Henry McKenzie House

The Henry McKenzie House is a transitional Queen Anne/Colonial Revival home located in Prescott (Nevada County). Constructed in 1902 at 324 East Main Street, it was added to the National Register of Historic Places on September 3, 1998.

Prescott was founded as a railroad town in 1874 and became the seat of Nevada County in 1877. The growing town attracted many professionals, including attorney Henry McKenzie. McKenzie purchased the lot from the nieces of former Arkansas governor Thomas C. McRae. Local oral tradition suggests that the house was designed by Charles Thompson, although no evidence has been found to support this claim. McKenzie sold the home to fellow attorney William V. Tompkins, who was McRae’s law partner, and his wife Nellie Poe Tompkins in 1906. Two years later, Ethel Tompkins, the daughter of William and Nellie, married Dr. Albert Seymour Buchanan in the home. Buchanan operated a drugstore, a sanitarium, and multiple hospitals. The couple had two daughters, and the older, Helen, married Carl Dalrymple in 1933. The couple moved into the home about three years later and lived with Helen Dalrymple’s widowed grandfather until his death in 1953. The house remained in the Dalrymple family until 1993. It is privately owned in the twenty-first century.

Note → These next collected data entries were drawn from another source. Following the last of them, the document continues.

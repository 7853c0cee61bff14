//! A small xv6-style virtual file system core: an in-memory inode table
//! and dentry cache sitting in front of a pluggable on-disk file system
//! vtable, with path resolution and a syscall-facing file-descriptor
//! layer built on top.
//!
//! The crate does not own a scheduler, process table, or buffer cache —
//! see [`block::BlockDevice`] and [`process::ProcessContext`] for the
//! seams a host kernel fills in.

pub mod block;
pub mod dentry;
pub mod error;
pub mod fcntl;
pub mod file;
pub mod inode;
pub mod lock;
pub mod namex;
pub mod param;
pub mod path;
pub mod pipe;
pub mod process;
pub mod stat;
pub mod syscall;
pub mod vfs;
pub mod xv6fs;

#[cfg(any(test, feature = "testutil"))]
pub mod testutil;

#[cfg(test)]
mod tests {
    use std::sync::Arc;

    use crate::fcntl::OpenFlags;
    use crate::file::DeviceSwitch;
    use crate::inode::{InodeType, Itable};
    use crate::param::ROOTDEV;
    use crate::path::Path;
    use crate::syscall::Vfs;
    use crate::testutil::{mkfs, MemBlockDevice, TestProcess};
    use crate::vfs::FilesystemTypeRegistry;
    use crate::xv6fs::Xv6Fs;

    fn mount_fresh() -> (Arc<crate::vfs::SuperBlock>, Vfs) {
        let _ = env_logger::builder().is_test(true).try_init();
        let disk = Arc::new(MemBlockDevice::new(2048));
        mkfs(disk.as_ref(), ROOTDEV, 2048, 200).unwrap();
        let ops = Arc::new(Xv6Fs::new(disk));
        let registry = FilesystemTypeRegistry::new();
        let sb = registry.mount("xv6fs", ops, ROOTDEV, "mem0").unwrap();
        let itable = Itable::new(sb.clone());
        let vfs = Vfs::new(itable, Arc::new(DeviceSwitch::new()));
        (sb, vfs)
    }

    #[test]
    fn root_directory_resolves_and_is_a_directory() {
        let (_, vfs) = mount_fresh();
        let root = vfs.itable.root().unwrap();
        let guard = root.lock().unwrap();
        assert_eq!(guard.inner().typ, InodeType::Dir);
    }

    #[test]
    fn create_read_write_round_trip() {
        let (sb, vfs) = mount_fresh();
        let root = vfs.itable.root().unwrap();
        let mut proc = TestProcess::new(root);

        let fd = {
            let file = vfs.open(&proc, &sb, Path::new(b"hello"), OpenFlags::O_CREATE | OpenFlags::O_RDWR).unwrap();
            proc.fdalloc(file).unwrap()
        };
        let n = vfs.write(&proc, fd, b"hello, file").unwrap();
        assert_eq!(n, b"hello, file".len());

        vfs.close(&mut proc, fd).unwrap();

        let fd = {
            let file = vfs.open(&proc, &sb, Path::new(b"hello"), OpenFlags::O_RDONLY).unwrap();
            proc.fdalloc(file).unwrap()
        };
        let mut buf = [0u8; 32];
        let n = vfs.read(&proc, fd, &mut buf).unwrap();
        assert_eq!(&buf[..n], b"hello, file");
    }

    #[test]
    fn mkdir_then_chdir_then_relative_create() {
        let (sb, vfs) = mount_fresh();
        let root = vfs.itable.root().unwrap();
        let mut proc = TestProcess::new(root);

        vfs.mkdir(&proc, &sb, Path::new(b"sub")).unwrap();
        vfs.chdir(&mut proc, Path::new(b"sub")).unwrap();

        let file = vfs.open(&proc, &sb, Path::new(b"leaf"), OpenFlags::O_CREATE | OpenFlags::O_RDWR).unwrap();
        let fd = proc.fdalloc(file).unwrap();
        vfs.write(&proc, fd, b"x").unwrap();
        vfs.close(&mut proc, fd).unwrap();

        vfs.chdir(&mut proc, Path::new(b"/")).unwrap();
        let file = vfs.open(&proc, &sb, Path::new(b"sub/leaf"), OpenFlags::O_RDONLY).unwrap();
        let fd = proc.fdalloc(file).unwrap();
        let mut buf = [0u8; 1];
        assert_eq!(vfs.read(&proc, fd, &mut buf).unwrap(), 1);
        assert_eq!(&buf, b"x");
    }

    #[test]
    fn unlink_removes_name_but_open_fd_still_reads() {
        let (sb, vfs) = mount_fresh();
        let root = vfs.itable.root().unwrap();
        let mut proc = TestProcess::new(root);

        let file = vfs.open(&proc, &sb, Path::new(b"doomed"), OpenFlags::O_CREATE | OpenFlags::O_RDWR).unwrap();
        let fd = proc.fdalloc(file).unwrap();
        vfs.write(&proc, fd, b"still here").unwrap();

        vfs.unlink(&proc, &sb, Path::new(b"doomed")).unwrap();
        assert!(vfs.open(&proc, &sb, Path::new(b"doomed"), OpenFlags::O_RDONLY).is_err());

        let mut buf = [0u8; 32];
        let n = proc.fd(fd).unwrap().read(&mut buf).unwrap();
        assert_eq!(&buf[..n], b"still here");
    }

    #[test]
    fn rmdir_on_nonempty_directory_fails() {
        let (sb, vfs) = mount_fresh();
        let root = vfs.itable.root().unwrap();
        let proc = TestProcess::new(root);

        vfs.mkdir(&proc, &sb, Path::new(b"parent")).unwrap();
        vfs.mkdir(&proc, &sb, Path::new(b"parent/child")).unwrap();

        assert!(vfs.unlink(&proc, &sb, Path::new(b"parent")).is_err());
    }

    #[test]
    fn hard_link_keeps_data_reachable_after_original_unlinked() {
        let (sb, vfs) = mount_fresh();
        let root = vfs.itable.root().unwrap();
        let mut proc = TestProcess::new(root);

        let file = vfs.open(&proc, &sb, Path::new(b"a"), OpenFlags::O_CREATE | OpenFlags::O_RDWR).unwrap();
        let fd = proc.fdalloc(file).unwrap();
        vfs.write(&proc, fd, b"shared").unwrap();
        vfs.close(&mut proc, fd).unwrap();

        vfs.link(&proc, &sb, Path::new(b"a"), Path::new(b"b")).unwrap();
        vfs.unlink(&proc, &sb, Path::new(b"a")).unwrap();

        let file = vfs.open(&proc, &sb, Path::new(b"b"), OpenFlags::O_RDONLY).unwrap();
        let fd = proc.fdalloc(file).unwrap();
        let mut buf = [0u8; 8];
        let n = vfs.read(&proc, fd, &mut buf).unwrap();
        assert_eq!(&buf[..n], b"shared");
    }

    #[test]
    fn pipe_write_and_read_across_descriptors() {
        let (_, vfs) = mount_fresh();
        let root = vfs.itable.root().unwrap();
        let mut proc = TestProcess::new(root);

        let (rfd, wfd) = vfs.pipe(&mut proc).unwrap();
        vfs.write(&proc, wfd, b"ping").unwrap();
        let mut buf = [0u8; 4];
        let n = vfs.read(&proc, rfd, &mut buf).unwrap();
        assert_eq!(&buf[..n], b"ping");
    }

    #[test]
    fn large_file_spanning_indirect_block_round_trips() {
        use crate::xv6fs::NDIRECT;
        use crate::param::BSIZE;

        let (sb, vfs) = mount_fresh();
        let root = vfs.itable.root().unwrap();
        let mut proc = TestProcess::new(root);

        let len = NDIRECT * BSIZE + 100;
        let pattern: Vec<u8> = (0..len).map(|i| (i % 251) as u8).collect();

        let file = vfs.open(&proc, &sb, Path::new(b"big"), OpenFlags::O_CREATE | OpenFlags::O_RDWR).unwrap();
        let fd = proc.fdalloc(file).unwrap();
        let n = vfs.write(&proc, fd, &pattern).unwrap();
        assert_eq!(n, len);
        vfs.close(&mut proc, fd).unwrap();

        let file = vfs.open(&proc, &sb, Path::new(b"big"), OpenFlags::O_RDONLY).unwrap();
        let fd = proc.fdalloc(file).unwrap();
        assert_eq!(vfs.fstat(&proc, fd).unwrap().size, len);
        let mut readback = vec![0u8; len];
        let mut got = 0;
        while got < len {
            let n = vfs.read(&proc, fd, &mut readback[got..]).unwrap();
            assert!(n > 0);
            got += n;
        }
        assert_eq!(readback, pattern);
    }

    #[test]
    fn truncate_on_o_trunc_resets_size() {
        let (sb, vfs) = mount_fresh();
        let root = vfs.itable.root().unwrap();
        let mut proc = TestProcess::new(root);

        let file = vfs.open(&proc, &sb, Path::new(b"shrinking"), OpenFlags::O_CREATE | OpenFlags::O_RDWR).unwrap();
        let fd = proc.fdalloc(file).unwrap();
        vfs.write(&proc, fd, &vec![7u8; 1000]).unwrap();
        vfs.close(&mut proc, fd).unwrap();

        let file = vfs.open(&proc, &sb, Path::new(b"shrinking"), OpenFlags::O_WRONLY | OpenFlags::O_TRUNC).unwrap();
        let fd = proc.fdalloc(file).unwrap();
        assert_eq!(vfs.fstat(&proc, fd).unwrap().size, 0);
    }

    #[test]
    fn write_in_pieces_matches_write_in_one_call() {
        let (sb, vfs) = mount_fresh();
        let root = vfs.itable.root().unwrap();
        let mut proc = TestProcess::new(root);

        let whole: Vec<u8> = (0..3000u32).map(|i| (i % 256) as u8).collect();

        let file = vfs.open(&proc, &sb, Path::new(b"whole"), OpenFlags::O_CREATE | OpenFlags::O_RDWR).unwrap();
        let fd = proc.fdalloc(file).unwrap();
        vfs.write(&proc, fd, &whole).unwrap();
        vfs.close(&mut proc, fd).unwrap();

        let file = vfs.open(&proc, &sb, Path::new(b"pieces"), OpenFlags::O_CREATE | OpenFlags::O_RDWR).unwrap();
        let fd = proc.fdalloc(file).unwrap();
        for chunk in whole.chunks(37) {
            vfs.write(&proc, fd, chunk).unwrap();
        }
        vfs.close(&mut proc, fd).unwrap();

        let read_all = |name: &Path| {
            let file = vfs.open(&proc, &sb, name, OpenFlags::O_RDONLY).unwrap();
            let fd = proc.fdalloc(file).unwrap();
            let mut buf = vec![0u8; whole.len()];
            let mut got = 0;
            while got < buf.len() {
                let n = vfs.read(&proc, fd, &mut buf[got..]).unwrap();
                assert!(n > 0);
                got += n;
            }
            buf
        };
        assert_eq!(read_all(Path::new(b"whole")), read_all(Path::new(b"pieces")));
    }

    #[test]
    fn write_past_eof_is_rejected() {
        let (sb, vfs) = mount_fresh();
        let root = vfs.itable.root().unwrap();
        let proc = TestProcess::new(root);

        let ip = vfs.create(&proc, &sb, Path::new(b"sparse"), InodeType::File, 0, 0).unwrap();
        let mut guard = ip.lock().unwrap();
        let tx = sb.begin_transaction();
        assert!(guard.write(2000, b"end", &tx).is_err(), "write must reject off > size, never fabricate a hole");
        drop(guard);
        vfs.itable.put(ip).unwrap();
    }
}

The house faces northeast and is two stories with an attic. The Queen Anne details in the house include a steeply pitched roof, decorative shingles on the gables, and a projection of the second-story bay that includes corbeled brackets. These details mix with the Colonial Revival details, which include pedimented gable ends and medallions located in the side gable. Ionic columns were present on the front of the home but were removed at an unknown date. A continuous brick foundation is located under the house, which is topped with a composition shingle roof.

A one-story wrap-around porch is located on the front of the home along with a gabled projection. Numerous windows are located on the front of the house, including a single-light stained-glass window and a window located above the porch with diamond pattern glazing. A gabled dormer is present on the hipped portion of the roof and includes a louvered vent constructed from wood.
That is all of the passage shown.